Input records:
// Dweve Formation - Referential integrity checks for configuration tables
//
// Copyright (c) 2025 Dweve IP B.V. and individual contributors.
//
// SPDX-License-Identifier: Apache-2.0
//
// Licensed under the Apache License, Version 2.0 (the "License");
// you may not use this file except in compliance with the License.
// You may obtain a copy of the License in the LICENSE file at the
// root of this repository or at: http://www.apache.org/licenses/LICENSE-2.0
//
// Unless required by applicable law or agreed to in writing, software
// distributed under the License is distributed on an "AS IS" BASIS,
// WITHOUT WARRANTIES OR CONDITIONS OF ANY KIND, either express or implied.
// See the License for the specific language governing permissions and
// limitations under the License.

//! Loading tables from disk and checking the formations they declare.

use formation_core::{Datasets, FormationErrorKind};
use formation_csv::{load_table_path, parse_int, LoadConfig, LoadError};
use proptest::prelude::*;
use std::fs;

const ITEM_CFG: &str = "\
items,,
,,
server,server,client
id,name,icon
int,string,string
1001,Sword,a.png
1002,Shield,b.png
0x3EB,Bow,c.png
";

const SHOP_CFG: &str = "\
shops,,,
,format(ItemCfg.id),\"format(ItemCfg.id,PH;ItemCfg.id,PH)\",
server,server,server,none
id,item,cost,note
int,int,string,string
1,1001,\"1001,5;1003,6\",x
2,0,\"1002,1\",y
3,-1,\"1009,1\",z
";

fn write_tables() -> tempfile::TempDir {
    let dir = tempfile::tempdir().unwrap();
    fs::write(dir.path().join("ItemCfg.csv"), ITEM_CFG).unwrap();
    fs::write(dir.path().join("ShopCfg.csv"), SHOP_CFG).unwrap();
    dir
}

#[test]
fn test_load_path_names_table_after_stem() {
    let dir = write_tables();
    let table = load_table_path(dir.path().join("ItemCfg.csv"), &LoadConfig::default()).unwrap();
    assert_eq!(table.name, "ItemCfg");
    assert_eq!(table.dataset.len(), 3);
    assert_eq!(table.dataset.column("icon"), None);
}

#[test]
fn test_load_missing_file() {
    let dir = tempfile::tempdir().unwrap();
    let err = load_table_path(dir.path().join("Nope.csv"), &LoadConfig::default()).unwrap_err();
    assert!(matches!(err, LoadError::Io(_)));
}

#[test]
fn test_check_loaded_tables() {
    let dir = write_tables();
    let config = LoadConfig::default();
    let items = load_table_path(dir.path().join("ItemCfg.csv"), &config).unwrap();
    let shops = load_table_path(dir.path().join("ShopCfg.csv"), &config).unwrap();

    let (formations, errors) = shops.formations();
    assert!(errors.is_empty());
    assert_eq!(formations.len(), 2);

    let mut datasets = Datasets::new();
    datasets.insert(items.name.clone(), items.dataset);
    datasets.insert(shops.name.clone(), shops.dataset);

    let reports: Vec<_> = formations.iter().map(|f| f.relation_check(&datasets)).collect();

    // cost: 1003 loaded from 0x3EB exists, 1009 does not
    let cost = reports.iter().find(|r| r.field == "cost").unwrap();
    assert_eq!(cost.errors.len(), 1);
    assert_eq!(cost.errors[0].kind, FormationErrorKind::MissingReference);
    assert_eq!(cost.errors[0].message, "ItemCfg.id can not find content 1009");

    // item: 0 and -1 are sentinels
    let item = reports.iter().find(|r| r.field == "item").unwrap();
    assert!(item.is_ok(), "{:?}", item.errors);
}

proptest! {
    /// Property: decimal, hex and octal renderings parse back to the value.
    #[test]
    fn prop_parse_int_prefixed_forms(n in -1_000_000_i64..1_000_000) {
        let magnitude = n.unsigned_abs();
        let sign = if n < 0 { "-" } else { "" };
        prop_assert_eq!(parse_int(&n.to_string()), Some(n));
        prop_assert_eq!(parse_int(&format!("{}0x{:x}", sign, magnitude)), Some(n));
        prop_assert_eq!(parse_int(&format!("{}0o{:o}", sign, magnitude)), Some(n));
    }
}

Your objective: What is needed is an exact copy of every entry.

The answer:
// Dweve Formation - Referential integrity checks for configuration tables
//
// Copyright (c) 2025 Dweve IP B.V. and individual contributors.
//
// SPDX-License-Identifier: Apache-2.0
//
// Licensed under the Apache License, Version 2.0 (the "License");
// you may not use this file except in compliance with the License.
// You may obtain a copy of the License in the LICENSE file at the
// root of this repository or at: http://www.apache.org/licenses/LICENSE-2.0
//
// Unless required by applicable law or agreed to in writing, software
// distributed under the License is distributed on an "AS IS" BASIS,
// WITHOUT WARRANTIES OR CONDITIONS OF ANY KIND, either express or implied.
// See the License for the specific language governing permissions and
// limitations under the License.

//! Loading tables from disk and checking the formations they declare.

use formation_core::{Datasets, FormationErrorKind};
use formation_csv::{load_table_path, parse_int, LoadConfig, LoadError};
use proptest::prelude::*;
use std::fs;

const ITEM_CFG: &str = "\
items,,
,,
server,server,client
id,name,icon
int,string,string
1001,Sword,a.png
1002,Shield,b.png
0x3EB,Bow,c.png
";

const SHOP_CFG: &str = "\
shops,,,
,format(ItemCfg.id),\"format(ItemCfg.id,PH;ItemCfg.id,PH)\",
server,server,server,none
id,item,cost,note
int,int,string,string
1,1001,\"1001,5;1003,6\",x
2,0,\"1002,1\",y
3,-1,\"1009,1\",z
";

fn write_tables() -> tempfile::TempDir {
    let dir = tempfile::tempdir().unwrap();
    fs::write(dir.path().join("ItemCfg.csv"), ITEM_CFG).unwrap();
    fs::write(dir.path().join("ShopCfg.csv"), SHOP_CFG).unwrap();
    dir
}

#[test]
fn test_load_path_names_table_after_stem() {
    let dir = write_tables();
    let table = load_table_path(dir.path().join("ItemCfg.csv"), &LoadConfig::default()).unwrap();
    assert_eq!(table.name, "ItemCfg");
    assert_eq!(table.dataset.len(), 3);
    assert_eq!(table.dataset.column("icon"), None);
}

#[test]
fn test_load_missing_file() {
    let dir = tempfile::tempdir().unwrap();
    let err = load_table_path(dir.path().join("Nope.csv"), &LoadConfig::default()).unwrap_err();
    assert!(matches!(err, LoadError::Io(_)));
}

#[test]
fn test_check_loaded_tables() {
    let dir = write_tables();
    let config = LoadConfig::default();
    let items = load_table_path(dir.path().join("ItemCfg.csv"), &config).unwrap();
    let shops = load_table_path(dir.path().join("ShopCfg.csv"), &config).unwrap();

    let (formations, errors) = shops.formations();
    assert!(errors.is_empty());
    assert_eq!(formations.len(), 2);

    let mut datasets = Datasets::new();
    datasets.insert(items.name.clone(), items.dataset);
    datasets.insert(shops.name.clone(), shops.dataset);

    let reports: Vec<_> = formations.iter().map(|f| f.relation_check(&datasets)).collect();

    // cost: 1003 loaded from 0x3EB exists, 1009 does not
    let cost = reports.iter().find(|r| r.field == "cost").unwrap();
    assert_eq!(cost.errors.len(), 1);
    assert_eq!(cost.errors[0].kind, FormationErrorKind::MissingReference);
    assert_eq!(cost.errors[0].message, "ItemCfg.id can not find content 1009");

    // item: 0 and -1 are sentinels
    let item = reports.iter().find(|r| r.field == "item").unwrap();
    assert!(item.is_ok(), "{:?}", item.errors);
}

proptest! {
    /// Property: decimal, hex and octal renderings parse back to the value.
    #[test]
    fn prop_parse_int_prefixed_forms(n in -1_000_000_i64..1_000_000) {
        let magnitude = n.unsigned_abs();
        let sign = if n < 0 { "-" } else { "" };
        prop_assert_eq!(parse_int(&n.to_string()), Some(n));
        prop_assert_eq!(parse_int(&format!("{}0x{:x}", sign, magnitude)), Some(n));
        prop_assert_eq!(parse_int(&format!("{}0o{:o}", sign, magnitude)), Some(n));
    }
}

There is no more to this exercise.